Requirement >> Print out the data below. Do not alter a single line.
--- Given records ---
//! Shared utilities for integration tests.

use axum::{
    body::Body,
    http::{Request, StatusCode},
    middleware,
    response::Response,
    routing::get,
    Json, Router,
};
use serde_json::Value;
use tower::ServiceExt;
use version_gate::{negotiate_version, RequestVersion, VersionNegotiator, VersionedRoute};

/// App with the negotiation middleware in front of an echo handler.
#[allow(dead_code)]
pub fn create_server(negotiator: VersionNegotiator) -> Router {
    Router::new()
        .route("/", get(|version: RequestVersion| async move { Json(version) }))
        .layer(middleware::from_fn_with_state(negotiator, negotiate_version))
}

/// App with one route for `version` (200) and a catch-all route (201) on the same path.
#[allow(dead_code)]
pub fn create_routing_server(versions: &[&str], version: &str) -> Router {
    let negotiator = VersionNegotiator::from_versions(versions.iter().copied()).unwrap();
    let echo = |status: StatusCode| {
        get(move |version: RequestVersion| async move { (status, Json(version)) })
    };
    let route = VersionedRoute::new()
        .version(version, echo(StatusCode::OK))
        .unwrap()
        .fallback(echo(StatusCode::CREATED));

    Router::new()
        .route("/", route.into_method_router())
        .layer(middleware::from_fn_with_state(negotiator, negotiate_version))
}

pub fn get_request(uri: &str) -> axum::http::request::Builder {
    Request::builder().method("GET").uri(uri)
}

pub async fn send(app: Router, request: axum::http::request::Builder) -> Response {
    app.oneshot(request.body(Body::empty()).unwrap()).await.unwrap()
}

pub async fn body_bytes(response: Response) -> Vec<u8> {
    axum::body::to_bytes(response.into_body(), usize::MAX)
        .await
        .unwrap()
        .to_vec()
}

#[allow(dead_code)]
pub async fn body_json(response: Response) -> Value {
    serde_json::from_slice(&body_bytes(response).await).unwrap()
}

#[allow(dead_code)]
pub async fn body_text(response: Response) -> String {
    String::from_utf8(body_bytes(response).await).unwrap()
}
---
Answer space >>
//! Shared utilities for integration tests.

use axum::{
    body::Body,
    http::{Request, StatusCode},
    middleware,
    response::Response,
    routing::get,
    Json, Router,
};
use serde_json::Value;
use tower::ServiceExt;
use version_gate::{negotiate_version, RequestVersion, VersionNegotiator, VersionedRoute};

/// App with the negotiation middleware in front of an echo handler.
#[allow(dead_code)]
pub fn create_server(negotiator: VersionNegotiator) -> Router {
    Router::new()
        .route("/", get(|version: RequestVersion| async move { Json(version) }))
        .layer(middleware::from_fn_with_state(negotiator, negotiate_version))
}

/// App with one route for `version` (200) and a catch-all route (201) on the same path.
#[allow(dead_code)]
pub fn create_routing_server(versions: &[&str], version: &str) -> Router {
    let negotiator = VersionNegotiator::from_versions(versions.iter().copied()).unwrap();
    let echo = |status: StatusCode| {
        get(move |version: RequestVersion| async move { (status, Json(version)) })
    };
    let route = VersionedRoute::new()
        .version(version, echo(StatusCode::OK))
        .unwrap()
        .fallback(echo(StatusCode::CREATED));

    Router::new()
        .route("/", route.into_method_router())
        .layer(middleware::from_fn_with_state(negotiator, negotiate_version))
}

pub fn get_request(uri: &str) -> axum::http::request::Builder {
    Request::builder().method("GET").uri(uri)
}

pub async fn send(app: Router, request: axum::http::request::Builder) -> Response {
    app.oneshot(request.body(Body::empty()).unwrap()).await.unwrap()
}

pub async fn body_bytes(response: Response) -> Vec<u8> {
    axum::body::to_bytes(response.into_body(), usize::MAX)
        .await
        .unwrap()
        .to_vec()
}

#[allow(dead_code)]
pub async fn body_json(response: Response) -> Value {
    serde_json::from_slice(&body_bytes(response).await).unwrap()
}

#[allow(dead_code)]
pub async fn body_text(response: Response) -> String {
    String::from_utf8(body_bytes(response).await).unwrap()
}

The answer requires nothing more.